2. Prove that customers can trust you
Customers want to know that their data will never be compromised or misused, and a good customer experience will help you communicate that. Reliability and constant availability are also essential to win the trust of consumers: if you want customers to believe in your product, it must be available at all times, but without compromising privacy (for example, virtual user interfaces that listen only a few seconds at a time). A better customer experience is the first step to gaining trust, and this type of relationship will help energize the business outside of traditional marketing channels.
3. Eliminate possible biases
Make sure that artificial intelligence does not generate data excluding important areas of your target audience by introducing bias into the model. AI systems are designed to identify models and can correlate the inputs of the results. So be sure to take into account and test the limits of AI. Know the limits of system abuse that can lead to unexpected or unwanted outputs. Remember that AI can not distinguish right from wrong or truth from lies. That's why people start to worry about the information they receive from Facebook's personalized news feed algorithm.

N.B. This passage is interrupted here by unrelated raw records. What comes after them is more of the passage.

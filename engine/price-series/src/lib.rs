//! PriceSeries - hourly electricity price alignment
//!
//! Aligns a sparse, unordered set of upstream hourly price records onto a
//! contiguous hourly timeline. Hours without a matching record carry
//! [`Price::Unknown`], which serializes as the `"N/A"` sentinel.

pub mod builder;
pub mod types;

pub use builder::{format_hour_stamp, HourAlignment, PriceSeriesBuilder};
pub use types::{Price, PricePoint, PriceSeries, RawPriceRecord};

/// Default number of hourly slots in a series
pub const DEFAULT_HORIZON_HOURS: u32 = 12;

/// Wire representation of an unknown price
pub const PRICE_SENTINEL: &str = "N/A";

/// Hour-stamp layout shared with the upstream price API
pub const HOUR_STAMP_FORMAT: &str = "%Y-%m-%dT%H:%M:%S.000Z";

With so many potential benefits and huge opportunities in the field of artificial intelligence, it's easy for companies to forget about the modest users, especially when they're trying to justify an investment in technology. But the customer experience is what will eventually separate successful artificial intelligence projects from those that fail. Even if their projects are not as bright, the technical teams capable of providing an easy-to-use and easy-to-trust product will ultimately be the ones that will make the most of their AI investment.